# EXERCISE DESCRIPTION
From the records below, copy each line in which the string "await" occurs.

# MATERIAL FOR THIS EXERCISE
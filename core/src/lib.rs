#![no_std]

extern crate alloc;

pub use board::*;
pub use config::*;
pub use error::*;
pub use fetcher::*;
pub use lifecycle::*;
pub use source::*;
pub use sampler::*;

pub use jeopardy_protocol as protocol;

mod board;
mod config;
mod error;
mod fetcher;
mod lifecycle;
mod sampler;
mod source;
pub mod view;
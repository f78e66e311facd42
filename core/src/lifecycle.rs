use crate::*;

/// Phase of the start/restart flow.
#[derive(Copy, Clone, Debug, PartialEq, Eq)]
pub enum Phase {
    Idle,
    Loading,
    Ready,
}

/// Owns the current board and drives `Idle -> Loading -> Ready`.
///
/// A failed build lands back in `Idle` with the error kept for display, and the board cleared.
#[derive(Clone, Debug, Default, PartialEq)]
pub struct Controller {
    board: Option<Board>,
    error: Option<TriviaError>,
    loading: bool,
    boards_built: u32,
}

impl Controller {
    pub fn new() -> Self {
        Self::default()
    }

    pub fn phase(&self) -> Phase {
        if self.loading {
            Phase::Loading
        } else if self.board.is_some() {
            Phase::Ready
        } else {
            Phase::Idle
        }
    }

    pub fn is_loading(&self) -> bool {
        self.loading
    }

    pub fn board(&self) -> Option<&Board> {
        self.board.as_ref()
    }

    pub fn error(&self) -> Option<&TriviaError> {
        self.error.as_ref()
    }

    pub fn boards_built(&self) -> u32 {
        self.boards_built
    }

    /// Label for the start control in the current phase.
    pub fn control_label(&self) -> &'static str {
        match self.phase() {
            Phase::Idle if self.error().is_some_and(TriviaError::is_recoverable) => "Retry",
            Phase::Idle => "Start",
            Phase::Loading => "Loading ...",
            Phase::Ready => "Restart",
        }
    }

    /// Enters `Loading`, dropping the previous board and error.
    ///
    /// Returns `false` if a build is already in flight.
    pub fn begin(&mut self) -> bool {
        if self.loading {
            log::debug!("start ignored, already loading");
            return false;
        }
        self.loading = true;
        self.board = None;
        self.error = None;
        true
    }

    /// Leaves `Loading` with the outcome of the build started by [`Self::begin`].
    ///
    /// Returns `false` when not loading, in which case the result is dropped.
    pub fn finish(&mut self, result: Result<Board>) -> bool {
        if !self.loading {
            log::warn!("dropping board result, no build in flight");
            return false;
        }
        self.loading = false;
        match result {
            Ok(board) => {
                self.boards_built += 1;
                log::info!("board ready ({}x{})", board.columns(), board.rows());
                self.board = Some(board);
            }
            Err(err) => {
                log::error!("failed to build board: {}", err);
                self.error = Some(err);
            }
        }
        true
    }

    /// Enters `Loading` and hands back the build to drive; feed its output to [`Self::finish`].
    ///
    /// Returns `None` if a build is already in flight.
    pub fn start<S: TriviaSource>(
        &mut self,
        source: S,
        mut sampler: Sampler,
        config: BoardConfig,
    ) -> Option<impl Future<Output = Result<Board>> + use<S>> {
        if !self.begin() {
            return None;
        }
        Some(async move { build_board(&source, &mut sampler, &config).await })
    }

    /// Runs a whole start/restart in place: [`Self::start`], await, [`Self::finish`].
    pub async fn restart<S: TriviaSource>(
        &mut self,
        source: S,
        sampler: Sampler,
        config: BoardConfig,
    ) -> Phase {
        if let Some(build) = self.start(source, sampler, config) {
            let result = build.await;
            self.finish(result);
        }
        self.phase()
    }

    /// Reveals the clue behind a clicked cell.
    pub fn reveal(&mut self, key: CellKey) -> Result<RevealOutcome> {
        if self.loading {
            return Err(TriviaError::NotReady);
        }
        self.board
            .as_mut()
            .ok_or(TriviaError::NotReady)?
            .reveal(key)
    }
}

# EXERCISE RESPONSE
        Some(async move { build_board(&source, &mut sampler, &config).await })
    /// Runs a whole start/restart in place: [`Self::start`], await, [`Self::finish`].
            let result = build.await;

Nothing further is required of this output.